_Items from a dataset_
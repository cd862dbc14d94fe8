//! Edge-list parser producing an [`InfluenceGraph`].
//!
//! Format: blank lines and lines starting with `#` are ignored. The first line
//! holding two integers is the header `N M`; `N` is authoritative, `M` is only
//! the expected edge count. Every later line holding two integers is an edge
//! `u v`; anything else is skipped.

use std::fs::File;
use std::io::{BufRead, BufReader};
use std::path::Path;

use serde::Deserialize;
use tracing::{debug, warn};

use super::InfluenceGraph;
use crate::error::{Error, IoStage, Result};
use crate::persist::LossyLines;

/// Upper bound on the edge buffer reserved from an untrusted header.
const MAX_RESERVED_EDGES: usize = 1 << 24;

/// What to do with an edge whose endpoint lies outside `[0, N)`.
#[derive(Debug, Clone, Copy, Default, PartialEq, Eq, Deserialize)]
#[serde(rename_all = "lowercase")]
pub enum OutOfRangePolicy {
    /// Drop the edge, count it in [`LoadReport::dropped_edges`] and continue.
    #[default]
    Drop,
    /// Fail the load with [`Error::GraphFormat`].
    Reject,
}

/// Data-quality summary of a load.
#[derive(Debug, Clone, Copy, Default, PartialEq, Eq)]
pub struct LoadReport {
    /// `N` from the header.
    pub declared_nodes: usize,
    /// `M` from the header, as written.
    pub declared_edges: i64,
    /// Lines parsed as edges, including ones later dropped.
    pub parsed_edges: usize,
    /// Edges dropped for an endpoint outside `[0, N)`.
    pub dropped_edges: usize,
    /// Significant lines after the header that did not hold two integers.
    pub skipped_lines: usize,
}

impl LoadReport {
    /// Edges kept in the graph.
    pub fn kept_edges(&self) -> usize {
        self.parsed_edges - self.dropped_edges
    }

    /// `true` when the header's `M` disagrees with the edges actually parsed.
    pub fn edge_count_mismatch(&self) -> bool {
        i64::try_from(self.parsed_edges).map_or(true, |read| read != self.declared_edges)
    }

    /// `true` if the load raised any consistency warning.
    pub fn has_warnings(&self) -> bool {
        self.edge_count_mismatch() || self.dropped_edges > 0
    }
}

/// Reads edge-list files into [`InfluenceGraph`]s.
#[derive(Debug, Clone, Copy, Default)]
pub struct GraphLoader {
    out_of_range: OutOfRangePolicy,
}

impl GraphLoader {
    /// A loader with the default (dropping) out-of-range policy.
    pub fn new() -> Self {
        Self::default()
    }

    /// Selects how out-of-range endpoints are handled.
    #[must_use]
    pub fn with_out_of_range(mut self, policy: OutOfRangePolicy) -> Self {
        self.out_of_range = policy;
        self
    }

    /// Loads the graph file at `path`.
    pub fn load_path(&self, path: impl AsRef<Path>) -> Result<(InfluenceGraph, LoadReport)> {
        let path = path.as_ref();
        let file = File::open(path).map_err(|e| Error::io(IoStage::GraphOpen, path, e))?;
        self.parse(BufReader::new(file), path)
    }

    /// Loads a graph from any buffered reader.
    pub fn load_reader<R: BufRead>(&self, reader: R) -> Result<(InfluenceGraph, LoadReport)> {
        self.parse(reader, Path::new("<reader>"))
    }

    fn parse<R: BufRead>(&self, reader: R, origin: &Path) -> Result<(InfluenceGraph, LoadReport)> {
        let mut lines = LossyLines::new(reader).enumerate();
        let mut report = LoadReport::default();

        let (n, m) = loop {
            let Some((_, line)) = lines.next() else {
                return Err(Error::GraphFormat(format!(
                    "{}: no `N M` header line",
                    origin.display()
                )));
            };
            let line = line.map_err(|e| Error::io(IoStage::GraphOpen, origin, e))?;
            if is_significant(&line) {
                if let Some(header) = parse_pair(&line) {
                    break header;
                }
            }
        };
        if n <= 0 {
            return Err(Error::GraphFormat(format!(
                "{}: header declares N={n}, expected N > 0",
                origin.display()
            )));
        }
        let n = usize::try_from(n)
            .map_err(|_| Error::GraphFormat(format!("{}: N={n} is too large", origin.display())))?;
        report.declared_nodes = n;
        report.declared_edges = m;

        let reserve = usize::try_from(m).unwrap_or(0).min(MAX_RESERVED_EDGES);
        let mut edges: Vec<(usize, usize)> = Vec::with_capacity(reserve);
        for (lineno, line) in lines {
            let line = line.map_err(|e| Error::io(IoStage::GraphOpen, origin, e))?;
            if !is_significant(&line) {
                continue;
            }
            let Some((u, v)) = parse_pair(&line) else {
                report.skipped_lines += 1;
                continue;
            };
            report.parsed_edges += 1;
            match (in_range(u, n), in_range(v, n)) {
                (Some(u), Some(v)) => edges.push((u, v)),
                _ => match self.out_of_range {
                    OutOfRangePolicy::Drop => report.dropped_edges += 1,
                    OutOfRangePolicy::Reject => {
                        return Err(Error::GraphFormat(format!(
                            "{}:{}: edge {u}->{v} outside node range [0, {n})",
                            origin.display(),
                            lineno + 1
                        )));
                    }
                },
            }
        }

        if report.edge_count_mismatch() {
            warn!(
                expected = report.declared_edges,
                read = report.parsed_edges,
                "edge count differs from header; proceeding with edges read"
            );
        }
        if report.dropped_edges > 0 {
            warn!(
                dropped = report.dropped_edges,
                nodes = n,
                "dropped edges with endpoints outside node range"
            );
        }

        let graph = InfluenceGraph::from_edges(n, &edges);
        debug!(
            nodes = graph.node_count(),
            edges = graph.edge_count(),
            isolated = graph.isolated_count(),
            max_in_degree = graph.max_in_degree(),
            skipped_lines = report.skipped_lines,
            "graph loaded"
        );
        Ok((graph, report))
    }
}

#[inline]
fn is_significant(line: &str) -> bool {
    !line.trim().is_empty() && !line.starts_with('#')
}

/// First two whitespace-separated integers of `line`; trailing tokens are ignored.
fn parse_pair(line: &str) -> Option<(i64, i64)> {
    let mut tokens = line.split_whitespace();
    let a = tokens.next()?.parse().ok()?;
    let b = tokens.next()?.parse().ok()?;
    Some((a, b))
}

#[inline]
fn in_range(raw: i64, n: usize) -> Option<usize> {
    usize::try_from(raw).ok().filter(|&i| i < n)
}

_TASK PROMPT_
Each line above that includes the word "GraphFormat" is to be copied.

_RESPONSE AREA_
    /// Fail the load with [`Error::GraphFormat`].
                return Err(Error::GraphFormat(format!(
            return Err(Error::GraphFormat(format!(
            .map_err(|_| Error::GraphFormat(format!("{}: N={n} is too large", origin.display())))?;
                        return Err(Error::GraphFormat(format!(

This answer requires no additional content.